Cuba was no different in being mad for science fiction, though the expense of making the average science fiction film has made it a very underrepresented genre in Cuban cinema. Nevertheless the island experienced its own science fiction boom in the wake of the Cuban Revolution.
Oscar Hurtado would become know as the father of Cuban science fiction, although in idiosyncratic fashion, his La ciudad muerta de Kurad (The Dead City of Kurad) was actually a book of poetry, playing with ideas from authors such as Edgar Rice Burroughs and H.G. Wells, who he would publish in his dragon series of books, which popularized genre fiction in Cuba.
Angel Arango started as a realist writer but turned to the genre with his debut collection El planeta negro (The Black Planet), which included one memorable story where Jesus Christ turns out to be an alien visitor to Earth.
The most influential author of the period may be Miguel Collazo, whose first venture into the genre, El libro fantástico de Oaj (Oaj’s Fantastic Book) turned the genre on its head, being a story of space exploration but one where the aliens explored Earth.
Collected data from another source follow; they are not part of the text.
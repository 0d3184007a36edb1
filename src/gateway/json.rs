//! JSON marshalling helpers for the gateway.
//!
//! Generated messages derive serde with proto field names. Enum-typed fields
//! are stored as `i32` by prost; [`note_kind`] renders them by their proto
//! name and accepts either the name or the number on input.

use bytes::Bytes;
use serde::de::DeserializeOwned;

use super::error::GatewayError;

/// Decode a request body. An empty body yields the message defaults.
pub fn parse_body<T: DeserializeOwned + Default>(body: &Bytes) -> Result<T, GatewayError> {
    if body.iter().all(u8::is_ascii_whitespace) {
        return Ok(T::default());
    }
    Ok(serde_json::from_slice(body)?)
}

/// `#[serde(with = "...")]` module for `NoteKind` fields.
pub mod note_kind {
    use serde::de::Error as _;
    use serde::{Deserialize, Deserializer, Serializer};

    use crate::server::proto::NoteKind;

    pub fn serialize<S: Serializer>(kind: &i32, serializer: S) -> Result<S::Ok, S::Error> {
        match NoteKind::try_from(*kind) {
            Ok(kind) => serializer.serialize_str(kind.as_str_name()),
            Err(_) => serializer.serialize_i32(*kind),
        }
    }

    pub fn deserialize<'de, D: Deserializer<'de>>(deserializer: D) -> Result<i32, D::Error> {
        #[derive(Deserialize)]
        #[serde(untagged)]
        enum Repr {
            Name(String),
            Number(i32),
        }

        match Repr::deserialize(deserializer)? {
            Repr::Name(name) => NoteKind::from_str_name(&name)
                .map(|kind| kind as i32)
                .ok_or_else(|| D::Error::custom(format!("unknown note kind {name:?}"))),
            Repr::Number(number) => Ok(number),
        }
    }
}

#[cfg(test)]
mod tests {
    use super::*;
    use crate::server::proto::{Note, NoteKind, Occurrence};

    #[test]
    fn kind_is_rendered_by_name() {
        let note = Note {
            name: "projects/demo/notes/cve-1".into(),
            kind: NoteKind::Vulnerability as i32,
            ..Default::default()
        };
        let json = serde_json::to_value(&note).unwrap();
        assert_eq!(json["kind"], "VULNERABILITY");
        assert_eq!(json["short_description"], "");
        assert_eq!(json["related_url"], serde_json::json!([]));
    }

    #[test]
    fn kind_accepts_name_or_number() {
        let by_name: Occurrence =
            serde_json::from_str(r#"{"note_name":"projects/demo/notes/n","kind":"BUILD"}"#)
                .unwrap();
        assert_eq!(by_name.kind, NoteKind::Build as i32);

        let by_number: Occurrence = serde_json::from_str(r#"{"kind":3}"#).unwrap();
        assert_eq!(by_number.kind, NoteKind::Image as i32);

        assert!(serde_json::from_str::<Note>(r#"{"kind":"NOPE"}"#).is_err());
    }

    #[test]
    fn empty_body_yields_defaults() {
        let note: Note = parse_body(&Bytes::new()).unwrap();
        assert_eq!(note, Note::default());

        let err = parse_body::<Note>(&Bytes::from_static(b"{not json")).unwrap_err();
        assert!(matches!(err, GatewayError::Body(_)));
    }
}
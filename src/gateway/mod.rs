//! JSON/HTTP gateway.
//!
//! The gateway exposes every RPC as a REST endpoint under `/v1` and serves
//! it by calling the RPC services through a client channel dialed back into
//! the server's own listener. The channel connects lazily, so the gateway
//! can be built before the listener starts accepting.
//!
//! # Example
//!
//! ```text
//! POST /v1/projects/demo/notes?note_id=cve-1   {"short_description": "...", "kind": "VULNERABILITY"}
//! GET  /v1/projects/demo/notes
//! ```

pub mod error;
pub mod json;
mod routes;

pub use error::{GatewayError, http_status};

#[cfg(unix)]
use hyper_util::rt::TokioIo;
#[cfg(unix)]
use tokio::net::UnixStream;
use tonic::transport::{Channel, Endpoint};
use tracing::info;

use crate::server::listener::LocalAddr;
use crate::server::options::DialOptions;
use crate::{GrafeasError, Result};

/// Build the gateway router for the listener bound at `target`.
pub fn register(target: &LocalAddr, dial: &DialOptions) -> Result<axum::Router> {
    let channel = connect(&target.dial_target(), dial)?;
    info!(%target, secure = dial.is_secure(), "JSON gateway registered");
    Ok(routes::router(routes::Upstream::new(channel)))
}

/// Lazily connected channel to `target`.
fn connect(target: &LocalAddr, dial: &DialOptions) -> Result<Channel> {
    let registration_error = |e: tonic::transport::Error| {
        GrafeasError::Registration(format!("gateway endpoint for {target}: {e}"))
    };

    let authority = match target {
        LocalAddr::Tcp(addr) => addr.to_string(),
        #[cfg(unix)]
        LocalAddr::Unix(_) => "localhost".to_string(),
    };
    let mut endpoint = Endpoint::from_shared(format!("{}://{authority}", dial.scheme()))
        .map_err(registration_error)?;
    if let DialOptions::Credentials(tls) = dial {
        endpoint = endpoint
            .tls_config(tls.clone())
            .map_err(registration_error)?;
    }

    match target {
        LocalAddr::Tcp(_) => Ok(endpoint.connect_lazy()),
        #[cfg(unix)]
        LocalAddr::Unix(path) => {
            let path = path.clone();
            let connector = tower::service_fn(move |_: http::Uri| {
                let path = path.clone();
                async move { Ok::<_, std::io::Error>(TokioIo::new(UnixStream::connect(path).await?)) }
            });
            Ok(endpoint.connect_with_connector_lazy(connector))
        }
    }
}

#[cfg(test)]
mod tests {
    use super::*;

    #[tokio::test]
    async fn builds_without_a_running_server() {
        let target = LocalAddr::Tcp("127.0.0.1:1".parse().unwrap());
        assert!(register(&target, &DialOptions::Insecure).is_ok());
    }
}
Rather than landing on Mars (the book parodies Ray Bradbury’s The Martian Chronicles), the landing is in in Havana, the Saturnian visitors literally become illegal aliens, as Cuban bureuacrats struggle with how to classify their statues, while the locals interact with them, with a local pimp even going out with one of the ladies of Saturn and ‘Cubanising’ her.
His next book, El viaje (The Journey) was even more ambitious and probably the best-loved Cuban science fiction novel, an ambiguous meditation on the Cuban Revolution and society set on another world, or apocalyptic future
The title of one of Arango’s books, El fin del caos llega quietamente
(The End of Chaos Comes Quietly) may have been inadvertently prophetic, as genre fiction was reappraised during the quinquenio gris (‘five grey years’).
Under greater influence from the Soviet Union, Cuba’s artistic policy became stricter and more ideological, so science fiction was out, and detective fiction was in, with its heroic protagonists collaborating with the people to get the villain.
While Cuban science fiction may have been out, Soviet science fiction was published, and its Utopian vision of new, better worlds would inspire a Cuban renaissance. However, as in much American science fiction of the period, this renaissance would be led by a woman. Daína Chaviano. Her short story collection, Los mundos que amo (The Worlds I Love) was an instant hit, and she has gone on to become the most translated living Cuban author, with books in different genres.
If Chaviano brought a more literary style to the genre, the other major writer of the 80s was Agustin de Rojas, who was a biologist and carried the torch for hard science fiction. His first novel Espiral (Spiral) brings cosmonauts from an ideal, Socialist planet to the post-apocalyptic ruins of an Earth destroyed by imperialism, to literally try and save the world.
His best known novel, Une leyenda del futuro (A Legend of the Future) follows a group of cosmonauts returning to Earth as a mean to explore the complexities of Cuban society in the 80s.
All of these writers were pioneers in their ways, and laid the ground for the
Cuban science fiction writers of today, who continue to create their own legends of the future to meditate on Cuba today.